Energy Efficiency in Network Slicing: Survey and Taxonomy
Adnei Willian Donatti, Marcia Cristina Machado, Marvin Alexander Lopez Martinez, Sabino Rogério S. Antunes, Eli Carlos Figueiredo Souza, Sand Correa, Tiago Ferreto, José Augusto Suruagy, Joberto S. B. Martins, Tereza Cristina Carvalho
TL;DR
This survey addresses the challenge of achieving energy efficiency in network slicing (NS) by providing a focused taxonomy that organizes EE strategies across three optimization levels: infrastructure, path/route, and slice operation. It surveys state-of-the-art techniques, maps them to the hierarchical taxonomy, and discusses open challenges, including cross-layer optimization, AI-driven decision making, and sustainability implications. The work highlights the role of NS in enabling energy-aware architectures (e.g., edge/fog, MEC, O-RAN splits) and the trade-offs inherent in ML-based orchestration, such as training energy costs and data-center versus edge deployments. By outlining directions like AI-driven digital twins and federated energy-aware control, the paper lays a structured foundation for researchers and operators to design, evaluate, and deploy energy-efficient NS solutions with end-to-end consideration of environmental impact and operational costs.
Abstract
Network Slicing (NS) is a fundamental feature of 5G, 6G, and future mobile networks, enabling logically isolated virtual networks over shared infrastructure. As data demand increases and services diversify, ensuring Energy Efficiency (EE) in NS is vital (not only for operational cost savings but also to reduce the Information and Communication Technology (ICT) sector's environmental footprint). This survey addresses the need for a comprehensive and holistic perspective on energy-efficient NS by reviewing and classifying recent strategies across the NS life cycle.

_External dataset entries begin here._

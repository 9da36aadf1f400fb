use indicatif::{ProgressBar, ProgressStyle};
use std::ffi::OsStr;
use std::fs;
use std::path::{Component, Path, PathBuf};

/// Create a progress bar with the given length and label
pub fn create_progress_bar(len: u64, label: &str) -> ProgressBar {
    let pb = ProgressBar::new(len);
    let style = ProgressStyle::default_bar()
        .template(&format!(
            "{{spinner:.green}} [{}] [{{elapsed_precise}}] [{{bar:40.cyan/blue}}] {{pos}}/{{len}} ({{eta}})",
            label
        ))
        .map(|style| style.progress_chars("#>-"))
        .unwrap_or_else(|_| ProgressStyle::default_bar());
    pb.set_style(style);
    pb
}

/// Delete `path` if it exists and create it again, empty
pub fn reset_output_directory(path: &Path) -> std::io::Result<PathBuf> {
    if path.exists() {
        log::warn!(
            "Directory {:?} already exists. Deleting and recreating it.",
            path
        );
        fs::remove_dir_all(path)?;
    }
    fs::create_dir_all(path)?;
    Ok(path.to_path_buf())
}

/// Create `path` and its parents, keeping anything already there
pub fn ensure_output_directory(path: &Path) -> std::io::Result<PathBuf> {
    fs::create_dir_all(path)?;
    Ok(path.to_path_buf())
}

/// Label file that belongs to a dataset image.
///
/// The last `images` component of the path becomes `labels` and the
/// extension becomes `.txt`, so `data/images/train/7.jpg` maps to
/// `data/labels/train/7.txt`.
pub fn label_path_for_image(image_path: &Path) -> PathBuf {
    let components: Vec<Component> = image_path.components().collect();
    let images_pos = components
        .iter()
        .rposition(|c| c.as_os_str() == OsStr::new("images"));

    let label_path: PathBuf = components
        .iter()
        .enumerate()
        .map(|(i, c)| {
            if Some(i) == images_pos {
                OsStr::new("labels")
            } else {
                c.as_os_str()
            }
        })
        .collect();
    label_path.with_extension("txt")
}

Our contributions are threefold: (i) a thorough review of state-of-the-art techniques aimed at reducing energy consumption in NS; (ii) a novel taxonomy that organizes strategies into infrastructure, path/route, and slice operation levels; and (iii) the identification of open challenges and research directions, with a focus on systemic, cross-layer, and AI-driven approaches. By consolidating insights from recent developments, our work bridges existing gaps in the literature, offering a structured foundation for researchers and practitioners to design, evaluate, and improve energy-efficient network slicing systems.